The mountain is inhabited by the Al Sa'ad tribes from Balathma, Balsamar, and the Rijal al-Hajar tribes from Azad. These tribes are divided into two large sections: the Al-Sa'idi and the Al Sa'idi and Al Garaa tribes are divided into four and eight sections, respectively, which inhabit approximately forty and fifty villages, respectively. The Azd tribe is a significant Arab tribe belonging to the Kahlan branch of the Qahtaniyah Sheba tribe.

== Main villages ==

=== Al-Sharaf Village ===
The site is situated at the summit of the mountain and is surrounded to the north by the village of Al-Ataba, to the south by Luqman Peak and Thamran Valley, and to the east by Thamran and Al-Nahab valleys.

=== Al-Ataba Village ===
The residents of this locale are members of the Al-Saeedi clan. Its geographical coordinates are as follows: northeast of the mountain, bordered to the north by Wadi al-Ghayl, to the south by the village of al-Sharaf, to the east by Sarwat Balsamar, and to the west by the village of al-Qarah.

=== Alhadab Village ===
The inhabitants of this community are members of the Gharaa clan.

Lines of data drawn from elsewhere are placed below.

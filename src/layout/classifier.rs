//! Block classification: semantic type, alignment, indentation and text.

use std::collections::{HashMap, HashSet};

use once_cell::sync::Lazy;
use regex::Regex;

use crate::model::{is_all_caps, Alignment, BlockStyle, BlockType, Bounds, Color, TextBlock, TextItem};

use super::options::LayoutConfig;
use super::text::{average_font_size, group_lines, TextAssembler};

static HEADING_PATTERNS: Lazy<Vec<Regex>> = Lazy::new(|| {
    [
        r"(?i)^(chapter|section|part)\s+([0-9]+|[ivxlcdm]+)\b",
        r"(?i)^(abstract|introduction|conclusions?|summary|references|bibliography|appendix|contents|table of contents|acknowledge?ments)\b",
        r"^\d+(\.\d+)*\.?\s+\p{Lu}",
        r"^[IVXLCDM]+\.\s+\p{Lu}",
    ]
    .iter()
    .map(|p| Regex::new(p).unwrap())
    .collect()
});

static LIST_MARKER: Lazy<Regex> = Lazy::new(|| {
    Regex::new(r"^\s*([•●○■□▪▫◦‣⁃∙►▸➤✓]\s*\S|[-–—*]\s+\S|\d{1,3}[.)]\s+\S|[a-zA-Z][.)]\s+\S|\((\d{1,3}|[a-zA-Z])\)\s*\S)")
        .unwrap()
});

static BULLET_GLYPH: Lazy<Regex> =
    Lazy::new(|| Regex::new(r"^\s*(?:[•●○■□▪▫◦‣⁃∙►▸➤✓]\s*|[-–—*]\s+)").unwrap());

static ADDRESS_PATTERNS: Lazy<Vec<Regex>> = Lazy::new(|| {
    [
        // House number, one to four capitalized or ordinal name words, suffix.
        r"\b\d{1,6}\s+(?:(?:\p{Lu}[\p{L}'-]*|\d+(?:st|nd|rd|th))\.?\s+){1,4}(?i:street|st|avenue|ave|road|rd|boulevard|blvd|lane|ln|drive|dr|court|ct|way|place|pl|parkway|pkwy|highway|hwy|suite)\b\.?",
        r"\b[A-Z]{2}\s+\d{5}(-\d{4})?\b",
        r"(?i)\bp\.?\s*o\.?\s*box\s+\d+",
    ]
    .iter()
    .map(|p| Regex::new(p).unwrap())
    .collect()
});

static CONTACT_PATTERNS: Lazy<Vec<Regex>> = Lazy::new(|| {
    [
        r"(\+\d{1,3}[\s.-]?)?\(?\d{3}\)?[\s.-]?\d{3}[\s.-]\d{4}\b",
        r"[\w.+-]+@[\w-]+\.[\w.-]+",
        r"(?i)\b(https?://|www\.)\S+",
    ]
    .iter()
    .map(|p| Regex::new(p).unwrap())
    .collect()
});

static CAPTION: Lazy<Regex> =
    Lazy::new(|| Regex::new(r"(?i)^\s*((figure|fig\.|table)\s*\d+|\[image\s+\d+\])").unwrap());

/// Alignment from geometry alone: center, right or left.
pub fn geometric_alignment(bounds: &Bounds, page_width: f32, config: &LayoutConfig) -> Alignment {
    if page_width <= 0.0 {
        return Alignment::Left;
    }

    let centered = (bounds.center_x() - page_width / 2.0).abs() <= page_width * config.center_tolerance
        && bounds.width() <= page_width * config.max_centered_width;

    if centered {
        Alignment::Center
    } else if bounds.left > page_width * config.right_start {
        Alignment::Right
    } else {
        Alignment::Left
    }
}

/// Check if text matches a heading pattern (numbered section, chapter, etc.).
pub fn matches_heading_pattern(text: &str) -> bool {
    let text = text.trim();
    HEADING_PATTERNS.iter().any(|re| re.is_match(text))
}

/// Check if text starts with a list marker.
pub fn starts_with_list_marker(text: &str) -> bool {
    LIST_MARKER.is_match(text)
}

/// Text after a leading bullet glyph, or `None` when the text has no bullet.
///
/// Ordinal markers such as `1.` or `(a)` are not bullets.
pub fn strip_bullet(text: &str) -> Option<&str> {
    BULLET_GLYPH.find(text).map(|m| &text[m.end()..])
}

/// Check if text looks like a postal address.
pub fn looks_like_address(text: &str) -> bool {
    ADDRESS_PATTERNS.iter().any(|re| re.is_match(text))
}

/// Check if text contains a phone number, email or URL.
pub fn looks_like_contact(text: &str) -> bool {
    CONTACT_PATTERNS.iter().any(|re| re.is_match(text))
}

/// Check if text starts like a figure or table caption.
pub fn looks_like_caption(text: &str) -> bool {
    CAPTION.is_match(text)
}

/// Assigns a type, style and text to segmented blocks.
#[derive(Debug, Clone)]
pub struct BlockClassifier<'a> {
    config: &'a LayoutConfig,
    assembler: TextAssembler<'a>,
}

impl<'a> BlockClassifier<'a> {
    /// Create a classifier.
    pub fn new(config: &'a LayoutConfig) -> Self {
        Self {
            config,
            assembler: TextAssembler::new(config),
        }
    }

    /// Fill in style, text and type.
    pub fn classify(&self, mut block: TextBlock, page_width: f32) -> TextBlock {
        if let Some(bounds) = Bounds::of_items(&block.items) {
            block.bounds = bounds;
        }
        block.style = self.style(&block, page_width);
        block.text = self.assembler.block_text(&block.items);
        block.block_type = self.block_type(&block);

        log::trace!(
            "Classified block as {} ({} items): {:?}",
            block.block_type.as_str(),
            block.items.len(),
            truncate(&block.text, 40)
        );
        block
    }

    /// Fill in style and text and force a type (for header and footer bands).
    pub fn classify_as(&self, block: TextBlock, page_width: f32, block_type: BlockType) -> TextBlock {
        let mut block = self.classify(block, page_width);
        block.block_type = block_type;
        block
    }

    /// Semantic type, first match wins.
    pub fn block_type(&self, block: &TextBlock) -> BlockType {
        let config = self.config;
        let text = block.text.trim();
        let len = text.chars().count();

        if len == 0 {
            return BlockType::Paragraph;
        }

        let emphasized = block.style.font_size > config.heading_min_font_size
            || block.is_mostly_bold()
            || (is_all_caps(text) && len < config.heading_max_caps_len);
        if emphasized
            && len < config.heading_max_len
            && (block.style.alignment == Alignment::Center || matches_heading_pattern(text))
        {
            return BlockType::Heading;
        }

        if len < config.list_max_len && starts_with_list_marker(text) {
            return BlockType::List;
        }

        if len < config.contact_max_len && looks_like_address(text) {
            return BlockType::Address;
        }

        if len < config.contact_max_len && looks_like_contact(text) {
            return BlockType::Contact;
        }

        if self.has_recurring_columns(&block.items) {
            return BlockType::Table;
        }

        if len < config.caption_max_len && looks_like_caption(text) {
            return BlockType::Caption;
        }

        BlockType::Paragraph
    }

    /// Aggregated style of a block.
    pub fn style(&self, block: &TextBlock, page_width: f32) -> BlockStyle {
        let items = &block.items;
        let mut alignment = geometric_alignment(&block.bounds, page_width, self.config);
        if alignment == Alignment::Left && self.is_justified(items) {
            alignment = Alignment::Justify;
        }

        BlockStyle {
            alignment,
            indent: block.bounds.left.max(0.0),
            font_size: dominant_font_size(items).unwrap_or(block.style.font_size),
            font_family: dominant_by_chars(items, |i| i.family().to_string())
                .unwrap_or_else(|| super::style::DEFAULT_FAMILY.to_string()),
            has_bold: items.iter().any(|i| i.bold),
            has_italic: items.iter().any(|i| i.italic),
            color: dominant_by_chars(items, |i| i.color).unwrap_or(Color::BLACK),
        }
    }

    /// Average same-line gap beyond the justify threshold.
    fn is_justified(&self, items: &[TextItem]) -> bool {
        let lines = self.lines(items);
        if lines.len() < 2 {
            return false;
        }

        let mut total = 0.0;
        let mut count = 0usize;
        // Last lines of justified paragraphs are ragged.
        for line in &lines[..lines.len() - 1] {
            for pair in line.windows(2) {
                total += self.assembler.gap_in_spaces(pair[0], pair[1]);
                count += 1;
            }
        }

        count > 0 && total / count as f32 > self.config.justify_gap_spaces
    }

    /// Three or more items whose column starts recur on at least two lines.
    fn has_recurring_columns(&self, items: &[TextItem]) -> bool {
        if items.len() < self.config.min_column_items {
            return false;
        }

        let lines = self.lines(items);
        let mut bucket_lines: HashMap<i32, usize> = HashMap::new();

        for line in &lines {
            let mut buckets = HashSet::new();
            let mut prev: Option<&TextItem> = None;
            for &item in line {
                let is_cell_start = prev
                    .map(|p| item.x - p.right() >= self.config.min_cell_gap)
                    .unwrap_or(true);
                if is_cell_start {
                    buckets.insert((item.x / self.config.column_bucket).round() as i32);
                }
                prev = Some(item);
            }
            if buckets.len() >= 2 {
                for bucket in buckets {
                    *bucket_lines.entry(bucket).or_insert(0) += 1;
                }
            }
        }

        bucket_lines.values().filter(|&&n| n >= 2).count() >= 2
    }

    fn lines<'i>(&self, items: &'i [TextItem]) -> Vec<Vec<&'i TextItem>> {
        let tolerance = self
            .config
            .line_tolerance(average_font_size(items, self.config.default_font_size));
        group_lines(items.iter().collect(), tolerance)
    }
}

/// Font size carrying the most characters.
fn dominant_font_size(items: &[TextItem]) -> Option<f32> {
    dominant_by_chars(items, |i| (i.font_size * 2.0).round() as i32).map(|half| half as f32 / 2.0)
}

/// Key value carrying the most characters; ties go to the first seen.
fn dominant_by_chars<K, F>(items: &[TextItem], key: F) -> Option<K>
where
    K: Eq + std::hash::Hash + Clone,
    F: Fn(&TextItem) -> K,
{
    let mut weights: HashMap<K, usize> = HashMap::new();
    let mut order: Vec<K> = Vec::new();

    for item in items {
        let k = key(item);
        let weight = weights.entry(k.clone()).or_insert_with(|| {
            order.push(k.clone());
            0
        });
        *weight += item.char_count().max(1);
    }

    let mut best: Option<(K, usize)> = None;
    for k in order {
        let w = weights[&k];
        if best.as_ref().map(|(_, bw)| w > *bw).unwrap_or(true) {
            best = Some((k, w));
        }
    }
    best.map(|(k, _)| k)
}

fn truncate(text: &str, max: usize) -> String {
    text.chars().take(max).collect()
}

It is situated in the central region of the mountain, situated between other villages and serving as a crossroads.

=== Al-Qarah Village ===
The area is inhabited by the Al-Saeedi clan. The village is situated to the north of the mountain and is bordered to the north by Wadi al-Ghayl, to the south by Wadi Falqa, to the east by the village of Al-Ataba, and to the west by Al-Sheikh.

=== Al-Qafeel Village ===
The population consists of the Al Gharaa clan. The village is situated at the base of the mountain, on the southern side. It is bordered on the north by the village of Al-Maqraa, on the south by Wadi Thamran, on the east by Alfy village and Al-Rahwa village, and on the west by Khamis Mutair.

=== Zareab Village ===
The residents of this settlement are members of the Al Gharaa clan. It is situated on the western slope of the mountain, with the villages of Al-Qarah and Al-Qurayyat to the north, Al-Rahwa to the south, Al-Sharaf to the east, and Al-Maqraa to the west.

=== Alfy Village ===
The village is inhabited by the Gharaa clan and is located in the southwest of the mountain. It is bordered to the north by the village of Al-Rahwa, to the south by Luqman Peak and Wadi Thamran, to the east by Al-Sharaf village, and to the west by Al-Qafeel village.

=== Doha Village ===
The village is inhabited by the Gharaa clan and is located in a northern region, bordered to the north by the village of Al-Qarah, to the south by the village of Al-Zareab, to the east by the village of Al-Sharaf, and to the west by the village of Al-Fadia.

=== Rahwa Village ===
The inhabitants of this community are members of the Gharaa clan. It is situated in the central region of the mountain, situated between other villages. It is a crossroads of roads, with the village of Zareab to the north, the village of Alfy to the south, the village of Al-Sharaf to the east, and the village of Al-Qafeel to the west.

=== Dahyan Village ===
The population consists of the Al-Saeedi clan. It is situated on the eastern slopes of the mountain, with the following boundaries, to the north, Wadi al-Ghayl, to the east, Wadi Natan; to the west, the village of al-Ataba; and to the south, the heights of Ba'dhi.

=== Sadr Village ===
The inhabitants of Gharaa Al-Sharaf.

=== Al-Khalaf Village ===
The inhabitants of Gharaa Al-Sharaf.

=== Nabah Village ===
The inhabitants of Gharaa Al-Menefy.